## WHAT TO DO:
Exactly reproduce the line containing "mod analysis;" together with every line after it, through the end of the entries, and give nothing more.

## RECORDS TO USE:
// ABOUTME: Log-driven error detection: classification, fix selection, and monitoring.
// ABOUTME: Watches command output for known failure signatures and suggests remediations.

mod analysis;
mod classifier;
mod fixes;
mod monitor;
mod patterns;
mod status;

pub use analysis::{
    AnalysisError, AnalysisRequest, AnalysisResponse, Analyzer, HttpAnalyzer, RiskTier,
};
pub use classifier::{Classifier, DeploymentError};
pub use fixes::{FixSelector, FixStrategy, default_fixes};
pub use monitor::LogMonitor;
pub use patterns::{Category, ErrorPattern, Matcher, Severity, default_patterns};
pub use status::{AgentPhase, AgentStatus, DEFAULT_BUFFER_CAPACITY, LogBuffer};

## RESULT OF THIS TASK:
mod analysis;
mod classifier;
mod fixes;
mod monitor;
mod patterns;
mod status;

pub use analysis::{
    AnalysisError, AnalysisRequest, AnalysisResponse, Analyzer, HttpAnalyzer, RiskTier,
};
pub use classifier::{Classifier, DeploymentError};
pub use fixes::{FixSelector, FixStrategy, default_fixes};
pub use monitor::LogMonitor;
pub use patterns::{Category, ErrorPattern, Matcher, Severity, default_patterns};
pub use status::{AgentPhase, AgentStatus, DEFAULT_BUFFER_CAPACITY, LogBuffer};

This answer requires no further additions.